Housing Law Clinic students Tabitha Bandi and Cynthia Lee appeared in Grenada County Justice Court on March 28 for a client whose former landlord sued him for unpaid rent, late fees and for the cost of changing the locks. Based on their argument, the judge credited their client with his security deposit,  disallowed the landlord’s late fees and reduced other charges, saving the tenant $500.

“This case illustrates of the importance of legal assistance in the not-so-glamorous cases,” said Debbie Bell, associate dean for clinical programs.   “It’s not a headline-grabber or a class action. It is a small case in justice court, where the judge is not even required to be a lawyer. The dollars at stake are relatively small. Even the legal principles are not terribly complicated. But without an attorney, the legal rights often mean little.”

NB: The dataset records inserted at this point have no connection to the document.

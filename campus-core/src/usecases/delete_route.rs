use super::prelude::*;

pub fn delete_route<R>(repo: &R, id: RouteId, actor: &str) -> Result<()>
where
    R: RouteRepo + HistoryRepo<RouteId>,
{
    super::check_actor(actor)?;
    let route = repo.get_route(id)?;
    repo.delete_route(id)?;
    log::info!("Deleted route {id} '{}'", route.name);
    record_history(repo, HistoryOperation::Delete, actor, id, &route.name)?;
    Ok(())
}

#[cfg(test)]
mod tests {
    use super::{super::tests::MockDb, *};
    use campus_entities::builders::*;

    #[test]
    fn delete_route_but_keep_places() {
        let db = MockDb::default();
        db.places.borrow_mut().push(Place::build().id(1).finish());
        db.routes
            .borrow_mut()
            .push(Route::build().id(2).name("Norte").places(vec![1]).finish());
        delete_route(&db, RouteId::new(2), "Ana").unwrap();
        assert!(db.routes.borrow().is_empty());
        assert_eq!(1, db.places.borrow().len());
        assert_eq!(
            "Ruta \"Norte\" eliminada",
            db.route_history.borrow()[0].message
        );
    }

    #[test]
    fn delete_unknown_route() {
        let db = MockDb::default();
        let res = delete_route(&db, RouteId::new(2), "Ana");
        assert!(matches!(res, Err(Error::Repo(RepoError::NotFound))));
    }
}
// Low-level database access traits.
// Each repository is responsible for a single entity and
// its relationships. Related entities are only referenced
// by their id and never modified or loaded by another
// repository.

use crate::entities::*;
use thiserror::Error;

#[derive(Debug, Error)]
pub enum Error {
    #[error("El recurso solicitado no existe")]
    NotFound,
    #[error("El recurso ya existe")]
    AlreadyExists,
    // Violation of a referential constraint with a
    // message that is presented to the user.
    #[error("{0}")]
    Integrity(String),
    #[error(transparent)]
    Other(#[from] anyhow::Error),
}

type Result<T> = std::result::Result<T, Error>;

#[derive(Clone, Debug, Copy, Default, PartialEq, Eq, Hash)]
pub struct Pagination {
    pub offset: Option<u64>,
    // No limit means all remaining rows
    pub limit: Option<u64>,
}

pub trait CampusRepo {
    fn create_campus(&self, name: &str) -> Result<CampusId>;
    fn get_campus(&self, id: CampusId) -> Result<Campus>;
    fn all_campuses(&self) -> Result<Vec<Campus>>;
}

pub trait CatalogRepo {
    fn create_place_type(&self, name: &str) -> Result<PlaceTypeId>;
    fn all_place_types(&self) -> Result<Vec<PlaceType>>;

    fn create_route_type(&self, name: &str) -> Result<RouteTypeId>;
    fn all_route_types(&self) -> Result<Vec<RouteType>>;
}

pub trait LocationRepo {
    fn get_approval_state(&self, id: LocationId) -> Result<ApprovalState>;

    // Unconditional update that returns the number of
    // affected rows, i.e. 0 if the location doesn't exist.
    fn change_approval_state(&self, id: LocationId, state: ApprovalState) -> Result<usize>;
}

/// Mutable contents of a place.
#[derive(Debug, Clone, PartialEq, Eq)]
pub struct PlaceData {
    pub name: String,
    pub campus_id: CampusId,
    pub place_type_id: Option<PlaceTypeId>,
    pub geometry: GeoJson,
    pub description: Option<String>,
    pub images: Vec<String>,
}

pub trait PlaceRepo {
    fn get_place(&self, id: PlaceId) -> Result<Place>;
    fn all_places(&self, campus_id: Option<CampusId>) -> Result<Vec<Place>>;

    // Creates the place together with its location in
    // the initial approval state.
    fn create_place(&self, data: &PlaceData) -> Result<PlaceId>;

    // Replaces all fields including the images, the
    // approval state of the location remains unchanged.
    fn update_place(&self, id: PlaceId, data: &PlaceData) -> Result<()>;

    // Deletes the place together with its location.
    // Fails with Error::Integrity if the place is still
    // referenced by a route.
    fn delete_place(&self, id: PlaceId) -> Result<()>;
}

/// Mutable contents of a route.
#[derive(Debug, Clone, PartialEq, Eq)]
pub struct RouteData {
    pub name: String,
    pub campus_id: CampusId,
    pub route_type_id: Option<RouteTypeId>,
    pub geometry: GeoJson,
    pub description: Option<String>,
    pub place_ids: Vec<PlaceId>,
}

pub trait RouteRepo {
    fn get_route(&self, id: RouteId) -> Result<Route>;
    fn all_routes(&self, campus_id: Option<CampusId>) -> Result<Vec<Route>>;

    fn create_route(&self, data: &RouteData) -> Result<RouteId>;

    // Replaces all fields including the place membership.
    fn update_route(&self, id: RouteId, data: &RouteData) -> Result<()>;

    fn delete_route(&self, id: RouteId) -> Result<()>;
}

#[derive(Clone, Debug, Copy, PartialEq, Eq)]
pub struct HistoryQuery<S> {
    // None: The history of all subjects
    pub subject_id: Option<S>,
    pub pagination: Pagination,
}

/// Append-only audit log of a single kind of subject.
pub trait HistoryRepo<S: HistorySubject> {
    fn add_history_entry(&self, entry: &NewHistoryEntry<S>) -> Result<HistoryEntryId>;

    // Most recent entries first
    fn query_history(&self, query: &HistoryQuery<S>) -> Result<Vec<HistoryRecord<S>>>;

    fn count_history(&self, subject_id: Option<S>) -> Result<u64>;
}
use crate::{approval::ApprovalState, id::LocationId};

/// Geometry of a place or a route as GeoJSON text.
///
/// The contents are validated by the use cases before
/// storing them, the entity only carries them around.
#[derive(Debug, Clone, PartialEq, Eq)]
pub struct GeoJson(String);

impl GeoJson {
    pub fn as_str(&self) -> &str {
        &self.0
    }
}

impl From<String> for GeoJson {
    fn from(from: String) -> Self {
        Self(from)
    }
}

impl From<GeoJson> for String {
    fn from(from: GeoJson) -> Self {
        from.0
    }
}

/// Shared geometry and approval state record that is
/// exclusively owned by a single place or route.
#[derive(Debug, Clone, PartialEq, Eq)]
pub struct GeographicLocation {
    pub id: LocationId,
    pub geometry: GeoJson,
    pub description: Option<String>,
    pub state: ApprovalState,
}
use super::{create_place::prepare_place_data, prelude::*};

pub type UpdatePlace = super::NewPlace;

/// Replaces all fields of an existing place including its
/// images. The approval state remains unchanged.
pub fn update_place<R>(repo: &R, id: PlaceId, update: UpdatePlace, actor: &str) -> Result<Place>
where
    R: PlaceRepo + CampusRepo + CatalogRepo + HistoryRepo<PlaceId>,
{
    super::check_actor(actor)?;
    // Verify existence before validating
    let _ = repo.get_place(id)?;
    let data = prepare_place_data(repo, update)?;
    repo.update_place(id, &data)?;
    log::info!("Updated place {id} '{}'", data.name);
    record_history(repo, HistoryOperation::Update, actor, id, &data.name)?;
    Ok(repo.get_place(id)?)
}

#[cfg(test)]
mod tests {
    use super::{super::tests::MockDb, *};
    use campus_entities::builders::*;

    #[test]
    fn replace_images_and_keep_state() {
        let db = MockDb::with_campus("Andrés Bello");
        db.places.borrow_mut().push(
            Place::build()
                .id(1)
                .name("Casino")
                .campus(1)
                .state(ApprovalState::Approved)
                .images(vec!["a.png", "b.png"])
                .finish(),
        );
        let place = update_place(
            &db,
            PlaceId::new(1),
            UpdatePlace {
                name: "Casino Central".into(),
                campus_id: Some(CampusId::new(1)),
                geometry: r#"{"type":"Point","coordinates":[1,2]}"#.into(),
                images: vec!["c.png".into()],
                ..Default::default()
            },
            "Ana",
        )
        .unwrap();
        assert_eq!("Casino Central", place.name);
        assert_eq!(vec!["c.png"], place.images);
        assert_eq!(ApprovalState::Approved, place.location.state);
        let history = db.place_history.borrow();
        assert_eq!(HistoryOperation::Update, history[0].operation);
        assert_eq!("Lugar \"Casino Central\" actualizado", history[0].message);
    }

    #[test]
    fn update_unknown_place() {
        let db = MockDb::with_campus("Andrés Bello");
        let res = update_place(&db, PlaceId::new(1), UpdatePlace::default(), "Ana");
        assert!(matches!(res, Err(Error::Repo(RepoError::NotFound))));
        assert!(db.place_history.borrow().is_empty());
    }
}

Bandi and Lee were supervised by Desiree Hensley, supervising professor of the low-income housing section clinic.  The Housing Clinic is one of 11 clinical programs at the University of Mississippi School of Law.  Students in the clinic bring and defend cases, negotiate settlements and offer advice and counsel to individuals and families facing conflict with their landlords, eviction and foreclosure.

“If Desiree and her students had not been there, this tenant probably would not only have been out his $500, but might have ended up further in the hole,” Bell said.  “It’s hard to know what other fees might have been tacked on that were not brought up because they were there.”

The clinic works to provide tenants with certain legal rights and sees those rights are enforced.  The right to get your security deposit back or to have it applied to debts are common examples. But those rights are often useless without an advocate who can insist that the law be applied, according to Bell.

“Without these students’ work, the outcome would have been very different,” she said.  “To someone who has just lost their home, $500 may be the difference in his or her ability to get another place to live. It may be the equivalent of half a month’s income to some tenants. An eviction or loss of home is often the beginning of a spiral that pushes a family further into poverty and homelessness.”